August 9, 2007 at 6:24:00 PM PDT  
Blogger Colorsonmymind said...

I love you baby

there have been so many beautiful stories here.

You are a great momma just waiting for the happy joyous baby boho to arrive-I have no doubts that it will matter none how it happens because it will be perfect just as it is.

Truly-deep down in your gut-heart and soul-perfect.

Love you sweet thing
XOXOXOX
toe to toe

August 9, 2007 at 7:07:00 PM PDT  
Blogger mames said...

here's the thing, denise. i have already forgotten the pregnancy. i have already stepped past it because once your baby is in your arms, however he or she or they get there, well, i think you just are not pregnant anymore. you are a mom making a choice to love your child, every day, every moment. they seem like foreign little beings at first and you have to get to know them. i guess what i am saying is your baby is yours, and however you receive this gift, well, you make the choice to parent them. i had a less than ideal delivery and there was very little of the glowing bonding birth story in the experience...but once i met my babies, they became ours. stay true in your desire and love for your child-to-be...a woman like you will be a beautiful mother to a beautiful child.

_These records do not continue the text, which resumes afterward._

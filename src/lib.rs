//! Client session layer for a real-time coding-battle arena.
//!
//! A [`Connection`] owns one WebSocket session (room list, lobby or battle)
//! with heartbeat and bounded reconnect. The [`rooms`], [`lobby`] and
//! [`battle`] controllers subscribe to a connection and fold its frames into
//! state published over `tokio::sync::watch`.

pub mod battle;
pub mod cache;
pub mod config;
pub mod connection;
pub mod error;
pub mod logging;
pub mod lobby;
pub mod protocol;
pub mod rooms;
pub mod timer;
pub mod transport;

pub use config::SessionConfig;
pub use connection::{Connection, ConnectionState, Notice, SessionParams, Subscription};
pub use error::{Result, SessionError};
pub use protocol::{Channel, ClientMessage, RoomId, ServerMessage};
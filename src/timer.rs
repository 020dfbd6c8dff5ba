//! Countdown clock shared by the lobby and battle sessions.
//!
//! The value ticks down locally once per second and is overwritten whenever
//! the server pushes an authoritative value. A cached value from a previous
//! page load may seed the clock, but only until the first authoritative value
//! arrives.

#[derive(Debug, Clone, Copy, Default, PartialEq, Eq)]
pub struct TimerSync {
    remaining: Option<u64>,
    authoritative: bool,
}

/// Result of one local tick.
#[derive(Debug, Clone, Copy, PartialEq, Eq)]
pub enum Tick {
    /// No value to tick, or already at zero.
    Idle,
    Running(u64),
    /// Zero was reached on this tick.
    Expired,
}

impl TimerSync {
    pub fn new() -> Self {
        Self::default()
    }

    /// Clock seeded with an authoritative value.
    pub fn starting_at(seconds: u64) -> Self {
        let mut timer = Self::new();
        timer.resync(seconds);
        timer
    }

    pub fn remaining(&self) -> Option<u64> {
        self.remaining
    }

    pub fn is_authoritative(&self) -> bool {
        self.authoritative
    }

    pub fn is_expired(&self) -> bool {
        self.remaining == Some(0)
    }

    /// Apply a server value. Always wins over the local value.
    pub fn resync(&mut self, seconds: u64) {
        self.remaining = Some(seconds);
        self.authoritative = true;
    }

    /// Seed from a non-authoritative source. Ignored once any value is set.
    pub fn hydrate(&mut self, seconds: u64) -> bool {
        if self.remaining.is_some() {
            return false;
        }
        self.remaining = Some(seconds);
        true
    }

    pub fn tick(&mut self) -> Tick {
        match self.remaining {
            None | Some(0) => Tick::Idle,
            Some(1) => {
                self.remaining = Some(0);
                Tick::Expired
            }
            Some(n) => {
                self.remaining = Some(n - 1);
                Tick::Running(n - 1)
            }
        }
    }
}

#[cfg(test)]
mod tests {
    use super::*;

    #[test]
    fn ticks_down_and_expires_once() {
        let mut timer = TimerSync::starting_at(3);
        assert_eq!(timer.tick(), Tick::Running(2));
        assert_eq!(timer.tick(), Tick::Running(1));
        assert_eq!(timer.tick(), Tick::Expired);
        assert_eq!(timer.tick(), Tick::Idle);
        assert_eq!(timer.tick(), Tick::Idle);
        assert!(timer.is_expired());
    }

    #[test]
    fn resync_discards_local_ticks() {
        let mut timer = TimerSync::starting_at(1800);
        for _ in 0..10 {
            timer.tick();
        }
        assert_eq!(timer.remaining(), Some(1790));
        timer.resync(1750);
        assert_eq!(timer.remaining(), Some(1750));
    }

    #[test]
    fn hydrate_never_overrides_authoritative_value() {
        let mut timer = TimerSync::new();
        assert!(timer.hydrate(600));
        assert!(!timer.is_authoritative());

        timer.resync(1200);
        assert!(!timer.hydrate(30));
        assert_eq!(timer.remaining(), Some(1200));
        assert!(timer.is_authoritative());
    }

    #[test]
    fn unset_clock_does_not_tick() {
        let mut timer = TimerSync::new();
        assert_eq!(timer.tick(), Tick::Idle);
        assert_eq!(timer.remaining(), None);
    }
}
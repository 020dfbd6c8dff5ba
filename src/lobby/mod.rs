//! Pre-match lobby: participants, readiness, countdown, chat.

pub mod chat;
pub mod session;
pub mod state;

pub use chat::{ChatEntry, ChatTimeline};
pub use session::{LobbyExit, LobbySession};
pub use state::{
    LobbyContext, LobbyEvent, LobbyPhase, LobbyState, minimum_participants, resolve_role,
    transition,
};
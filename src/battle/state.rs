//! Battle state machine.
//!
//! The server owns ranking and the clock. This side upserts leaderboard rows
//! as they arrive, ticks the clock locally between resyncs, and freezes
//! everything once the battle completes.

use serde_json::Value;

use crate::protocol::{LeaderboardEntry, RoomId, ServerMessage};
use crate::timer::TimerSync;

#[derive(Debug, Clone, Copy, PartialEq, Eq)]
pub enum BattlePhase {
    /// Connected, no `battle_started` or `time_update` yet.
    Waiting,
    Running,
    Completed,
}

#[derive(Debug, Clone, PartialEq)]
pub enum BattleEvent {
    Started { start_time: Value, time_limit: u64 },
    CodeVerified(LeaderboardEntry),
    TimeUpdate(u64),
    Completed { winners: Vec<LeaderboardEntry>, room_capacity: u32 },
    Tick,
    /// Cached remaining time from an earlier run. Never authoritative.
    Restore(u64),
}

impl BattleEvent {
    pub fn from_server(msg: &ServerMessage) -> Option<Self> {
        let event = match msg {
            ServerMessage::BattleStarted { start_time, time_limit } => BattleEvent::Started {
                start_time: start_time.clone(),
                time_limit: *time_limit,
            },
            ServerMessage::CodeVerified(entry) => BattleEvent::CodeVerified(entry.clone()),
            ServerMessage::TimeUpdate { remaining_seconds } => {
                BattleEvent::TimeUpdate(*remaining_seconds)
            }
            ServerMessage::BattleCompleted { winners, room_capacity } => BattleEvent::Completed {
                winners: winners.clone(),
                room_capacity: *room_capacity,
            },
            _ => return None,
        };
        Some(event)
    }
}

#[derive(Debug, Clone, PartialEq)]
pub struct BattleState {
    pub room_id: RoomId,
    pub phase: BattlePhase,
    pub clock: TimerSync,
    pub start_time: Option<Value>,
    pub time_limit: Option<u64>,
    /// Ordered by server-assigned position.
    pub leaderboard: Vec<LeaderboardEntry>,
    pub winners: Vec<LeaderboardEntry>,
    pub room_capacity: Option<u32>,
}

/// Pure transition: `(state, event) → state`.
pub fn transition(mut state: BattleState, event: &BattleEvent) -> BattleState {
    state.handle(event);
    state
}

impl BattleState {
    pub fn new(room_id: impl Into<RoomId>) -> Self {
        Self {
            room_id: room_id.into(),
            phase: BattlePhase::Waiting,
            clock: TimerSync::new(),
            start_time: None,
            time_limit: None,
            leaderboard: Vec::new(),
            winners: Vec::new(),
            room_capacity: None,
        }
    }

    pub fn remaining(&self) -> Option<u64> {
        self.clock.remaining()
    }

    pub fn is_completed(&self) -> bool {
        self.phase == BattlePhase::Completed
    }

    pub fn position_of(&self, username: &str) -> Option<u32> {
        self.leaderboard
            .iter()
            .find(|e| e.username == username)
            .map(|e| e.position)
    }

    pub fn handle(&mut self, event: &BattleEvent) {
        if self.is_completed() {
            return;
        }
        match event {
            BattleEvent::Started { start_time, time_limit } => {
                self.start_time = Some(start_time.clone());
                self.time_limit = Some(*time_limit);
                self.clock.resync(*time_limit);
                self.phase = BattlePhase::Running;
            }
            BattleEvent::CodeVerified(entry) => self.upsert(entry.clone()),
            BattleEvent::TimeUpdate(remaining) => {
                self.clock.resync(*remaining);
                self.phase = BattlePhase::Running;
            }
            BattleEvent::Completed { winners, room_capacity } => {
                self.winners = winners.clone();
                self.room_capacity = Some(*room_capacity);
                self.phase = BattlePhase::Completed;
            }
            BattleEvent::Tick => {
                self.clock.tick();
            }
            BattleEvent::Restore(remaining) => {
                self.clock.hydrate(*remaining);
            }
        }
    }

    fn upsert(&mut self, entry: LeaderboardEntry) {
        match self.leaderboard.iter_mut().find(|e| e.username == entry.username) {
            Some(existing) => *existing = entry,
            None => self.leaderboard.push(entry),
        }
        self.leaderboard.sort_by_key(|e| e.position);
    }
}

#[cfg(test)]
mod tests {
    use super::*;
    use serde_json::json;

    fn entry(username: &str, position: u32, completion_time: f64) -> LeaderboardEntry {
        LeaderboardEntry {
            username: username.into(),
            position,
            completion_time,
        }
    }

    fn started(time_limit: u64) -> BattleEvent {
        BattleEvent::Started {
            start_time: json!("2026-10-16T10:00:00Z"),
            time_limit,
        }
    }

    #[test]
    fn time_update_overrides_local_ticks() {
        let mut state = transition(BattleState::new("r1"), &started(1800));
        for _ in 0..10 {
            state.handle(&BattleEvent::Tick);
        }
        assert_eq!(state.remaining(), Some(1790));

        state.handle(&BattleEvent::TimeUpdate(1750));
        assert_eq!(state.remaining(), Some(1750));
    }

    #[test]
    fn restore_is_ignored_once_authoritative() {
        let mut state = BattleState::new("r1");
        state.handle(&BattleEvent::Restore(600));
        assert_eq!(state.remaining(), Some(600));
        assert!(!state.clock.is_authoritative());
        assert_eq!(state.phase, BattlePhase::Waiting);

        state.handle(&BattleEvent::TimeUpdate(1200));
        state.handle(&BattleEvent::Restore(30));
        assert_eq!(state.remaining(), Some(1200));
        assert_eq!(state.phase, BattlePhase::Running);
    }

    #[test]
    fn leaderboard_uses_server_positions() {
        let mut state = transition(BattleState::new("r1"), &started(600));
        state.handle(&BattleEvent::CodeVerified(entry("cy", 2, 95.0)));
        state.handle(&BattleEvent::CodeVerified(entry("bob", 1, 120.0)));
        // position is taken as given even if the times disagree
        let names: Vec<_> = state.leaderboard.iter().map(|e| e.username.as_str()).collect();
        assert_eq!(names, vec!["bob", "cy"]);

        state.handle(&BattleEvent::CodeVerified(entry("cy", 3, 95.0)));
        assert_eq!(state.leaderboard.len(), 2);
        assert_eq!(state.position_of("cy"), Some(3));
    }

    #[test]
    fn completion_freezes_state() {
        let mut state = transition(BattleState::new("r1"), &started(600));
        state.handle(&BattleEvent::CodeVerified(entry("bob", 1, 120.0)));
        state.handle(&BattleEvent::Completed {
            winners: vec![entry("bob", 1, 120.0)],
            room_capacity: 5,
        });
        let frozen = state.clone();

        state.handle(&BattleEvent::CodeVerified(entry("cy", 2, 200.0)));
        state.handle(&BattleEvent::TimeUpdate(10));
        state.handle(&BattleEvent::Tick);
        assert_eq!(state, frozen);
        assert_eq!(state.room_capacity, Some(5));
    }

    #[test]
    fn clock_stops_at_zero() {
        let mut state = transition(BattleState::new("r1"), &started(2));
        for _ in 0..5 {
            state.handle(&BattleEvent::Tick);
        }
        assert_eq!(state.remaining(), Some(0));
        assert_eq!(state.phase, BattlePhase::Running);
    }
}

August 9, 2007 at 7:14:00 PM PDT  
Anonymous Anonymous said...

I work with children in foster care who hope to be adopted one day. Each one if a gift. And when adopted they know that they may not have grown in the tummy's of their mother but they grew in their adoptive parent's hearts!

August 9, 2007 at 8:08:00 PM PDT  
Blogger JustMe said...

My pastor was an adopted child who once asked his mother if she felt differently about him than about her biological children. She told him he was very special because she CHOSE him to be her child. He also would get very emotional about the many verses in Bible that talk about us being "adopted into the family of God." In a sense, he said, we Christians are all adopted and God's love for us is more immense than we can imagine. He liked to point out that adoption is biblical. :)

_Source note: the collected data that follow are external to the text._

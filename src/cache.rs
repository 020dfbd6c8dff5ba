//! Best-effort countdown cache, keyed by room.
//!
//! Values here are display hints for a freshly started session and are never
//! authoritative. Failures are logged and otherwise ignored.

use std::collections::HashMap;
use std::path::{Path, PathBuf};
use std::sync::Mutex;

use serde::{Deserialize, Serialize};
use time::OffsetDateTime;
use tokio::sync::{mpsc, oneshot};
use tracing::{debug, warn};

use crate::protocol::RoomId;

pub trait CountdownCache: Send + Sync {
    fn load(&self, room: &RoomId) -> Option<u64>;
    fn store(&self, room: &RoomId, seconds: u64);
    fn clear(&self, room: &RoomId);
}

/// Cache that forgets everything when the process exits.
#[derive(Debug, Default)]
pub struct MemoryCache {
    entries: Mutex<HashMap<RoomId, u64>>,
}

impl MemoryCache {
    pub fn new() -> Self {
        Self::default()
    }
}

impl CountdownCache for MemoryCache {
    fn load(&self, room: &RoomId) -> Option<u64> {
        self.entries.lock().ok()?.get(room).copied()
    }

    fn store(&self, room: &RoomId, seconds: u64) {
        if let Ok(mut entries) = self.entries.lock() {
            entries.insert(room.clone(), seconds);
        }
    }

    fn clear(&self, room: &RoomId) {
        if let Ok(mut entries) = self.entries.lock() {
            entries.remove(room);
        }
    }
}

#[derive(Debug, Clone, Copy, PartialEq, Serialize, Deserialize)]
struct FileEntry {
    remaining: u64,
    /// Unix seconds when `remaining` was written.
    saved_at: i64,
}

type Entries = HashMap<String, FileEntry>;

enum Flush {
    Snapshot(Entries),
    Barrier(oneshot::Sender<()>),
}

/// JSON file cache. Entries live in memory and age by wall-clock time on
/// load; a background task writes the latest snapshot with `tokio::fs`, so
/// `store` and `clear` never touch the disk on the caller's task.
#[derive(Debug)]
pub struct FileCache {
    path: PathBuf,
    entries: Mutex<Entries>,
    flush_tx: mpsc::UnboundedSender<Flush>,
}

impl FileCache {
    /// Read `path` if it exists and start the writer. Must run inside a tokio runtime.
    pub async fn open(path: impl Into<PathBuf>) -> Self {
        let path = path.into();
        let entries = match tokio::fs::read_to_string(&path).await {
            Ok(text) => serde_json::from_str(&text).unwrap_or_else(|e| {
                warn!("[CACHE] Ignoring corrupt cache {}: {}", path.display(), e);
                Entries::new()
            }),
            Err(_) => Entries::new(),
        };
        let (flush_tx, flush_rx) = mpsc::unbounded_channel();
        tokio::spawn(writer(path.clone(), flush_rx));
        Self {
            path,
            entries: Mutex::new(entries),
            flush_tx,
        }
    }

    pub fn path(&self) -> &Path {
        &self.path
    }

    /// Resolves once everything stored so far is on disk.
    pub async fn flush(&self) {
        let (done_tx, done_rx) = oneshot::channel();
        if self.flush_tx.send(Flush::Barrier(done_tx)).is_ok() {
            let _ = done_rx.await;
        }
    }

    fn update(&self, f: impl FnOnce(&mut Entries)) {
        let Ok(mut entries) = self.entries.lock() else {
            return;
        };
        f(&mut entries);
        // Sent under the lock so snapshots reach the writer in order
        if self.flush_tx.send(Flush::Snapshot(entries.clone())).is_err() {
            debug!("[CACHE] Writer gone, {} not updated", self.path.display());
        }
    }
}

/// Write only the newest snapshot of each batch.
async fn writer(path: PathBuf, mut rx: mpsc::UnboundedReceiver<Flush>) {
    while let Some(first) = rx.recv().await {
        let mut latest = None;
        let mut barriers = Vec::new();
        let mut next = Some(first);
        while let Some(flush) = next {
            match flush {
                Flush::Snapshot(entries) => latest = Some(entries),
                Flush::Barrier(done) => barriers.push(done),
            }
            next = rx.try_recv().ok();
        }
        if let Some(entries) = latest {
            write_file(&path, &entries).await;
        }
        for done in barriers {
            let _ = done.send(());
        }
    }
}

async fn write_file(path: &Path, entries: &Entries) {
    let json = match serde_json::to_string(entries) {
        Ok(json) => json,
        Err(e) => {
            warn!("[CACHE] Failed to serialize cache: {}", e);
            return;
        }
    };
    if let Some(parent) = path.parent().filter(|p| !p.as_os_str().is_empty()) {
        let _ = tokio::fs::create_dir_all(parent).await;
    }
    if let Err(e) = tokio::fs::write(path, json).await {
        warn!("[CACHE] Failed to write {}: {}", path.display(), e);
    }
}

impl CountdownCache for FileCache {
    fn load(&self, room: &RoomId) -> Option<u64> {
        let entry = self.entries.lock().ok()?.get(room.as_str()).copied()?;
        let elapsed = OffsetDateTime::now_utc().unix_timestamp() - entry.saved_at;
        let remaining = entry.remaining.saturating_sub(u64::try_from(elapsed).unwrap_or(0));
        debug!("[CACHE] Room {} cached at {}s, now ~{}s", room, entry.remaining, remaining);
        Some(remaining)
    }

    fn store(&self, room: &RoomId, seconds: u64) {
        let entry = FileEntry {
            remaining: seconds,
            saved_at: OffsetDateTime::now_utc().unix_timestamp(),
        };
        self.update(|entries| {
            entries.insert(room.to_string(), entry);
        });
    }

    fn clear(&self, room: &RoomId) {
        self.update(|entries| {
            entries.remove(room.as_str());
        });
    }
}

I read a blog at www.literarygirl.com where the author has one biological child and one adopted (who is African-American) and she's done some interesting posts on adoption, including the amazingly insensitive and/or rude things people have said to her, or within earshot. Like you mentioned, she has also said that sometimes she forgets she didn't give birth to her adopted child, or she looks at him and starts thinking, "he got this feature from his dad, and that one from me...." She doesn't see his skin color, she just sees her son who she loves.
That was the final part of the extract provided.